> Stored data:
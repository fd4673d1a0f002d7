/*!
Recursive-descent parser, pulled one declaration at a time.

Each call to [`Parser::next_declaration`] (or `Iterator::next`) consumes just
enough tokens from the scanner to build the next top-level declaration.
Tokens are requested lazily, so a lexical error surfaces exactly when the
parser needs the offending token and is attributed to the declaration that
contains it.

### Logging Policy

| Location                      | Level   | Purpose                                     |
|-------------------------------|---------|---------------------------------------------|
| `Parser::new`                 | `info`  | Lifecycle milestones.                       |
| `declaration`, `statement`    | `debug` | High-level descent into grammar branches.   |
| Error paths (`synchronize`)   | `debug` | Context before returning structured error.  |

--------------------------------------------------------------------------------
Grammar (EBNF, precedence lowest to highest)
--------------------------------------------------------

```text
program        → declaration* EOF ;
declaration    → classDecl | funDecl | varDecl | statement ;
classDecl      → "class" IDENT ( "<" IDENT )? "{" method* "}" ;
method         → IDENT ( "(" parameters? ")" )? block ;
funDecl        → "fun" IDENT "(" parameters? ")" block ;
varDecl        → "var" IDENT ( "=" expression )? ";" ;
statement      → exprStmt | printStmt | block | ifStmt | whileStmt
               | forStmt | breakStmt | returnStmt ;
forStmt        → "for" "(" ( varDecl | exprStmt | ";" ) expression? ";" expression? ")" statement ;
expression     → comma ;
comma          → assignment ( "," assignment )* ;
assignment     → ( call "." IDENT | IDENT ) "=" assignment | ternary ;
ternary        → logic_or ( "?" logic_or ":" logic_or )? ;
logic_or       → logic_and ( "or" logic_and )* ;
logic_and      → equality ( "and" equality )* ;
equality       → comparison ( ( "!=" | "==" ) comparison )* ;
comparison     → term ( ( ">" | ">=" | "<" | "<=" ) term )* ;
term           → factor ( ( "-" | "+" ) factor )* ;
factor         → unary ( ( "/" | "*" ) unary )* ;
unary          → ( "!" | "-" ) unary | call ;
call           → primary ( "(" comma? ")" | "." IDENT )* ;
primary        → NUMBER | STRING | "true" | "false" | "nil" | "this"
               | "super" "." IDENT | IDENT | "(" expression ")"
               | "fun" "(" parameters? ")" block ;
```

`for` is desugared here into `Block { init, While { cond, Block { body, incr } } }`.
*/

use std::rc::Rc;

use crate::ast::{ClassDecl, Expr, FunctionDecl, FunctionKind, NodeId, Stmt};
use crate::error::{ParseError, Result};
use crate::scanner::Scanner;
use crate::stack::ensure_sufficient_stack;
use crate::token::{Token, TokenType};

use log::{debug, info};

const MAX_ARGS: usize = 255;

/// Grammar context active while parsing a construct's body.
#[derive(Debug, Clone)]
enum Context {
    Loop,
    Function(FunctionKind),
    Class { name: Token, has_superclass: bool },
}

/// Pull-based parser over a lazily scanned token stream.
pub struct Parser<'a> {
    tokens: Scanner<'a>,
    current: Option<Token>,
    next: Option<Token>,
    eof: Option<Token>,
    contexts: Vec<Context>,
    /// `{` consumed without their matching `}`.
    open_braces: usize,
    next_id: u32,
}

> INSTRUCTIONS TO FOLLOW:
All of the records should be repeated precisely as written.

> ANSWER BOX:
repository fd4673d1a0f002d7
/*!
Recursive-descent parser, pulled one declaration at a time.

Each call to [`Parser::next_declaration`] (or `Iterator::next`) consumes just
enough tokens from the scanner to build the next top-level declaration.
Tokens are requested lazily, so a lexical error surfaces exactly when the
parser needs the offending token and is attributed to the declaration that
contains it.

### Logging Policy

| Location                      | Level   | Purpose                                     |
|-------------------------------|---------|---------------------------------------------|
| `Parser::new`                 | `info`  | Lifecycle milestones.                       |
| `declaration`, `statement`    | `debug` | High-level descent into grammar branches.   |
| Error paths (`synchronize`)   | `debug` | Context before returning structured error.  |

--------------------------------------------------------------------------------
Grammar (EBNF, precedence lowest to highest)
--------------------------------------------------------

```text
program        → declaration* EOF ;
declaration    → classDecl | funDecl | varDecl | statement ;
classDecl      → "class" IDENT ( "<" IDENT )? "{" method* "}" ;
method         → IDENT ( "(" parameters? ")" )? block ;
funDecl        → "fun" IDENT "(" parameters? ")" block ;
varDecl        → "var" IDENT ( "=" expression )? ";" ;
statement      → exprStmt | printStmt | block | ifStmt | whileStmt
               | forStmt | breakStmt | returnStmt ;
forStmt        → "for" "(" ( varDecl | exprStmt | ";" ) expression? ";" expression? ")" statement ;
expression     → comma ;
comma          → assignment ( "," assignment )* ;
assignment     → ( call "." IDENT | IDENT ) "=" assignment | ternary ;
ternary        → logic_or ( "?" logic_or ":" logic_or )? ;
logic_or       → logic_and ( "or" logic_and )* ;
logic_and      → equality ( "and" equality )* ;
equality       → comparison ( ( "!=" | "==" ) comparison )* ;
comparison     → term ( ( ">" | ">=" | "<" | "<=" ) term )* ;
term           → factor ( ( "-" | "+" ) factor )* ;
factor         → unary ( ( "/" | "*" ) unary )* ;
unary          → ( "!" | "-" ) unary | call ;
call           → primary ( "(" comma? ")" | "." IDENT )* ;
primary        → NUMBER | STRING | "true" | "false" | "nil" | "this"
               | "super" "." IDENT | IDENT | "(" expression ")"
               | "fun" "(" parameters? ")" block ;
```

`for` is desugared here into `Block { init, While { cond, Block { body, incr } } }`.
*/

use std::rc::Rc;

use crate::ast::{ClassDecl, Expr, FunctionDecl, FunctionKind, NodeId, Stmt};
use crate::error::{ParseError, Result};
use crate::scanner::Scanner;
use crate::stack::ensure_sufficient_stack;
use crate::token::{Token, TokenType};

use log::{debug, info};

const MAX_ARGS: usize = 255;

/// Grammar context active while parsing a construct's body.
#[derive(Debug, Clone)]
enum Context {
    Loop,
    Function(FunctionKind),
    Class { name: Token, has_superclass: bool },
}

/// Pull-based parser over a lazily scanned token stream.
pub struct Parser<'a> {
    tokens: Scanner<'a>,
    current: Option<Token>,
    next: Option<Token>,
    eof: Option<Token>,
    contexts: Vec<Context>,
    /// `{` consumed without their matching `}`.
    open_braces: usize,
    next_id: u32,
}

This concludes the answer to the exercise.